A company stock represents a share in the ownership of that company. Investments in stock markets have historically been one of the most popular pathways to financial prosperity. As we will delve deeper into stocks, we will come across a long list. Different types of stocks exist in our financial markets. These stocks are classified into different categories based on different parameters. So, here are the types of stocks you need to know:
1. Types of Stocks Based on Preference at the Time of Dividend Distribution and Company Dissolution
Common Stock and Preferred Stock
Common stock is the most popular type of stock. By purchasing common stock, the stockholders purchase partial ownership of the company. If the company gets dissolved, the common stockholders will receive a proportional share of left-over assets, if any. This stock has unlimited upside potential. But there is also a risk of losing everything if the company does not have any left-over assets at the time of dissolution.
However, preferred stock works slightly differently. This stock gives shareholders a preference over common shareholders to receive money when the company dissolves. Additionally, preferred stockholders get a preference over common stockholders while dividends are being distributed. Therefore, investment in preferred stock is more like an investment in fixed income bonds.
Often companies offer only common stock. This is logical as investors demand common stock more than preference stock.
2. Types Of Stocks Based on the Market Capitalization of Companies
Large-Cap, Mid-Cap, and Small-Cap Stocks
The market capitalization of a company refers to the total worth of all its shares that are currently being traded on the stock exchange.
Companies with the largest market capitalizations are known as large-cap stocks, while mid-cap and small-cap stocks are stocks of relatively smaller companies.
There is no definite line to separate these categories from each other. However, a thumb rule is that stocks with a market capitalization of $10 billion or more are counted as large-cap stocks. While stocks with market capitalization between $2 billion and $10 billion are treated as mid-cap stocks. Additionally, stocks with market capitalization lower than $2 billion qualify as small-cap stocks.
Large-cap stocks are usually safer and are more conservative investments. But mid-cap and small-cap stocks have greater growth potential and are riskier as well.
3. Types Of Stocks Based on the Geographic Location of the Company’s Headquarters
Domestic Stocks and International Stocks
To distinguish domestic US stocks from international stocks, many investors consider the location of the company’s official headquarters.
However, we need to understand that a stock’s geographical category may not always indicate where the company gets its sales from. For instance, Philip Morris International has its headquarters in the US, but it sells tobacco and its other products exclusively outside the US. Thus, it is quite difficult to find out whether a company is domestic or international just from its business operations and financial metrics.
4. Types Of Stocks Based on the Nature of Stocks
Growth Stocks and Value Stocks
Growth investors search for companies that are experiencing high sales and profits.

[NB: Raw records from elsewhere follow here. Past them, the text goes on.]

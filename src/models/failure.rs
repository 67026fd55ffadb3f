//! Failure records
//!
//! One immutable record per failed check.

use serde::{Deserialize, Serialize};
use std::fmt;
use std::panic::Location;

use crate::case::Test;
use crate::output::{Color, ColorName};

/// A single failed expectation
#[derive(Clone, Debug, PartialEq, Eq, Serialize, Deserialize)]
pub struct Failure {
    /// Source file of the failing check
    pub file: String,
    /// Name of the test method that failed
    pub test_name: String,
    /// Line of the failing check
    pub line: u32,
    pub message: String,
    /// Registered class the test belongs to, used for reruns
    pub class_name: String,
    pub color: Color,
}

impl Failure {
    /// Build a failure for `test`, located at the failing check
    pub fn new(test: &Test, message: impl Into<String>, location: &Location<'_>) -> Self {
        Self {
            file: location.file().to_string(),
            test_name: test.name().to_string(),
            line: location.line(),
            message: message.into(),
            class_name: test.class_name().to_string(),
            color: test.color(),
        }
    }

    /// `path:line at test_name` and the message, split for the pager footer
    pub fn location_and_message(&self) -> (String, &str) {
        (
            format!(
                "{}:{} at {}",
                self.file,
                self.line,
                self.color.paint(&self.test_name, ColorName::Yellow)
            ),
            &self.message,
        )
    }
}

impl fmt::Display for Failure {
    fn fmt(&self, f: &mut fmt::Formatter<'_>) -> fmt::Result {
        let (location, message) = self.location_and_message();
        write!(f, "{location}. {message}")
    }
}

#[cfg(test)]
pub(crate) fn sample(test_name: &str, line: u32) -> Failure {
    Failure {
        file: "tests/sample.rs".to_string(),
        test_name: test_name.to_string(),
        line,
        message: "Expected false to be truthy.".to_string(),
        class_name: "SampleTest".to_string(),
        color: Color::new(false),
    }
}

While value investors search for companies having lower share prices as compared to their peers.
Growth stocks have higher risk levels, but they also offer attractive returns. Successful growth stocks are stocks of those companies that leverage rising consumer demand. These businesses are exposed to high competition. Thus, if a competitor disrupts its business, the price of the growth stock can reduce quickly. For that matter, even a growth slowdown can lower the growth stocks’ prices.
However, value stocks are considered as more conservative investments. These stocks are of mature and popular companies. These companies are already industry leaders and do not have the scope to expand further. They have thrived on reliable business models. Therefore, investors looking for price stability like these stocks.
5. Types Of Stocks Based on Dividend Paid on the Stocks
Dividend Stocks and Non-Dividend Stocks
Many stocks pay annual or interim dividends to the shareholders. Dividends represent a valuable and regular income for investors. This makes dividend stocks very attractive to certain groups of investors. A company paying just a $0.01 dividend per share may classify as a dividend stock.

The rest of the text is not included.